── RECORDS FOR PROCESSING

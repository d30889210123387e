//! Audio playback to speakers

use std::io::Cursor;
use std::sync::atomic::{AtomicBool, AtomicUsize, Ordering};
use std::sync::{Arc, Mutex};
use std::time::{Duration, Instant};

use cpal::traits::{DeviceTrait, HostTrait, StreamTrait};
use cpal::{SampleRate, StreamConfig};

use crate::{Error, Result};

/// Preferred playback rate (matches common TTS output)
const PLAYBACK_SAMPLE_RATE: u32 = 24000;

/// Shared pause/stop flags for a playback in progress
#[derive(Debug, Clone, Default)]
pub struct PlaybackControl {
    paused: Arc<AtomicBool>,
    stopped: Arc<AtomicBool>,
}

impl PlaybackControl {
    #[must_use]
    pub fn new() -> Self {
        Self::default()
    }

    pub fn pause(&self) {
        self.paused.store(true, Ordering::SeqCst);
    }

    pub fn resume(&self) {
        self.paused.store(false, Ordering::SeqCst);
    }

    pub fn stop(&self) {
        self.stopped.store(true, Ordering::SeqCst);
    }

    #[must_use]
    pub fn is_paused(&self) -> bool {
        self.paused.load(Ordering::SeqCst)
    }

    #[must_use]
    pub fn is_stopped(&self) -> bool {
        self.stopped.load(Ordering::SeqCst)
    }
}

/// How a blocking playback finished
#[derive(Debug, Clone, Copy, PartialEq, Eq)]
pub enum PlaybackOutcome {
    Finished,
    Stopped,
}

/// Decoded mono PCM
#[derive(Debug, Clone, Default)]
pub struct DecodedAudio {
    pub samples: Vec<f32>,
    pub sample_rate: u32,
}

impl DecodedAudio {
    /// Playback length
    #[must_use]
    #[allow(clippy::cast_precision_loss)]
    pub fn duration(&self) -> Duration {
        if self.sample_rate == 0 {
            return Duration::ZERO;
        }
        Duration::from_secs_f64(self.samples.len() as f64 / f64::from(self.sample_rate))
    }
}

/// Plays audio to the default output device
pub struct AudioPlayback {
    config: StreamConfig,
}

impl AudioPlayback {
    /// Create a new audio playback instance
    ///
    /// # Errors
    ///
    /// Returns error if audio device cannot be opened
    pub fn new() -> Result<Self> {
        let host = cpal::default_host();

        let device = host
            .default_output_device()
            .ok_or_else(|| Error::Audio("no output device available".to_string()))?;

        let supports_rate = |c: &cpal::SupportedStreamConfigRange| {
            c.min_sample_rate() <= SampleRate(PLAYBACK_SAMPLE_RATE)
                && c.max_sample_rate() >= SampleRate(PLAYBACK_SAMPLE_RATE)
        };

        let config = device
            .supported_output_configs()
            .map_err(|e| Error::Audio(e.to_string()))?
            .find(|c| c.channels() == 1 && supports_rate(c))
            .or_else(|| {
                device
                    .supported_output_configs()
                    .ok()?
                    .find(|c| c.channels() == 2 && supports_rate(c))
            })
            .map(|c| c.with_sample_rate(SampleRate(PLAYBACK_SAMPLE_RATE)).config())
            .map_or_else(
                // Fall back to whatever the device prefers and resample into it
                || {
                    device
                        .default_output_config()
                        .map(|c| c.config())
                        .map_err(|e| Error::Audio(e.to_string()))
                },
                Ok,
            )?;

        tracing::debug!(
            device = device.name().unwrap_or_default(),
            sample_rate = config.sample_rate.0,
            channels = config.channels,
            "audio playback initialized"
        );

        Ok(Self { config })
    }

    /// Output sample rate of the opened device
    #[must_use]
    pub const fn sample_rate(&self) -> u32 {
        self.config.sample_rate.0
    }

    /// Decode and play MP3 bytes, blocking until done or stopped
    ///
    /// # Errors
    ///
    /// Returns error if decoding or playback fails
    pub fn play_mp3_blocking(
        &self,
        mp3_data: &[u8],
        control: &PlaybackControl,
    ) -> Result<PlaybackOutcome> {
        let decoded = decode_mp3(mp3_data)?;
        let samples = if decoded.sample_rate == self.sample_rate() || decoded.samples.is_empty() {
            decoded.samples
        } else {
            resample(&decoded.samples, decoded.sample_rate, self.sample_rate())?
        };
        self.play_samples_blocking(samples, control)
    }

    /// Play mono samples at the device rate, blocking until done or stopped
    ///
    /// # Errors
    ///
    /// Returns error if the output stream cannot be built
    pub fn play_samples_blocking(
        &self,
        samples: Vec<f32>,
        control: &PlaybackControl,
    ) -> Result<PlaybackOutcome> {
        if samples.is_empty() {
            return Ok(PlaybackOutcome::Finished);
        }

        let host = cpal::default_host();
        let device = host
            .default_output_device()
            .ok_or_else(|| Error::Audio("no output device".to_string()))?;

        let config = self.config.clone();
        let channels = usize::from(config.channels);
        let sample_count = samples.len();

        let samples = Arc::new(Mutex::new(samples));
        let position = Arc::new(AtomicUsize::new(0));
        let finished = Arc::new(AtomicBool::new(false));

        let samples_cb = Arc::clone(&samples);
        let position_cb = Arc::clone(&position);
        let finished_cb = Arc::clone(&finished);
        let paused_cb = Arc::clone(&control.paused);

        let stream = device
            .build_output_stream(
                &config,
                move |data: &mut [f32], _: &cpal::OutputCallbackInfo| {
                    let Ok(samples) = samples_cb.lock() else {
                        data.fill(0.0);
                        return;
                    };
                    if paused_cb.load(Ordering::SeqCst) {
                        data.fill(0.0);
                        return;
                    }

                    let mut pos = position_cb.load(Ordering::SeqCst);
                    for frame in data.chunks_mut(channels) {
                        let sample = samples.get(pos).copied().unwrap_or_else(|| {
                            finished_cb.store(true, Ordering::SeqCst);
                            0.0
                        });
                        frame.fill(sample);
                        if pos < samples.len() {
                            pos += 1;
                        }
                    }
                    position_cb.store(pos, Ordering::SeqCst);
                },
                |err| {
                    tracing::error!(error = %err, "audio playback error");
                },
                None,
            )
            .map_err(|e| Error::Audio(e.to_string()))?;

        stream.play().map_err(|e| Error::Audio(e.to_string()))?;

        let duration_ms = (sample_count as u64 * 1000) / u64::from(self.sample_rate().max(1));
        let timeout = Duration::from_millis(duration_ms + 500);
        let mut played = Duration::ZERO;
        let mut last = Instant::now();

        // Poll for completion; time spent paused does not count toward the timeout
        let outcome = loop {
            if control.is_stopped() {
                break PlaybackOutcome::Stopped;
            }
            if finished.load(Ordering::SeqCst) || played > timeout {
                // Let the device drain its last buffer
                std::thread::sleep(Duration::from_millis(100));
                break PlaybackOutcome::Finished;
            }
            std::thread::sleep(Duration::from_millis(20));
            let now = Instant::now();
            if !control.is_paused() {
                played += now - last;
            }
            last = now;
        };

        drop(stream);
        tracing::debug!(
            samples = sample_count,
            position = position.load(Ordering::SeqCst),
            ?outcome,
            "playback complete"
        );

        Ok(outcome)
    }
}

/// Decode MP3 bytes to mono f32 samples
///
/// # Errors
///
/// Returns error if the stream is not valid MP3
pub fn decode_mp3(mp3_data: &[u8]) -> Result<DecodedAudio> {
    let mut decoder = minimp3::Decoder::new(Cursor::new(mp3_data));
    let mut decoded = DecodedAudio::default();

    loop {
        match decoder.next_frame() {
            Ok(frame) => {
                if decoded.sample_rate == 0 {
                    decoded.sample_rate = u32::try_from(frame.sample_rate).unwrap_or(0);
                }

                if frame.channels == 2 {
                    decoded.samples.extend(frame.data.chunks(2).map(|chunk| {
                        let left = f32::from(chunk[0]) / 32768.0;
                        let right = f32::from(chunk.get(1).copied().unwrap_or(chunk[0])) / 32768.0;
                        f32::midpoint(left, right)
                    }));
                } else {
                    decoded
                        .samples
                        .extend(frame.data.iter().map(|&s| f32::from(s) / 32768.0));
                }
            }
            Err(minimp3::Error::Eof) => break,
            Err(minimp3::Error::SkippedData) => {}
            Err(e) => return Err(Error::Audio(format!("MP3 decode error: {e}"))),
        }
    }

    if decoded.sample_rate == 0 {
        decoded.sample_rate = PLAYBACK_SAMPLE_RATE;
    }
    Ok(decoded)
}

/// Resample mono audio using rubato
///
/// # Errors
///
/// Returns error if the resampler rejects the rates
#[allow(clippy::cast_possible_truncation)]
pub fn resample(samples: &[f32], from_rate: u32, to_rate: u32) -> Result<Vec<f32>> {
    use rubato::{FftFixedIn, Resampler};

    let chunk_size = 1024;
    let sub_chunks = 2;

    let mut resampler =
        FftFixedIn::<f64>::new(from_rate as usize, to_rate as usize, chunk_size, sub_chunks, 1)
            .map_err(|e| Error::Audio(format!("resampler init failed: {e}")))?;

    let input: Vec<f64> = samples.iter().map(|&s| f64::from(s)).collect();
    let mut output = Vec::with_capacity(samples.len() * to_rate as usize / from_rate as usize + 1);

    for chunk in input.chunks(chunk_size) {
        let result = if chunk.len() == chunk_size {
            resampler.process(&[chunk], None)
        } else {
            resampler.process_partial(Some(&[chunk]), None)
        }
        .map_err(|e| Error::Audio(format!("resample failed: {e}")))?;
        output.extend_from_slice(&result[0]);
    }

    Ok(output.iter().map(|&s| s as f32).collect())
}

────

REQUIREMENT:
Please, from the material above, copy only the lines from the line with "self.paused.store(true, Ordering::SeqCst);" up to and including the line with "self.paused.load(Ordering::SeqCst)", exactly as written.

PROBLEM SOLUTION:
        self.paused.store(true, Ordering::SeqCst);
    }

    pub fn resume(&self) {
        self.paused.store(false, Ordering::SeqCst);
    }

    pub fn stop(&self) {
        self.stopped.store(true, Ordering::SeqCst);
    }

    #[must_use]
    pub fn is_paused(&self) -> bool {
        self.paused.load(Ordering::SeqCst)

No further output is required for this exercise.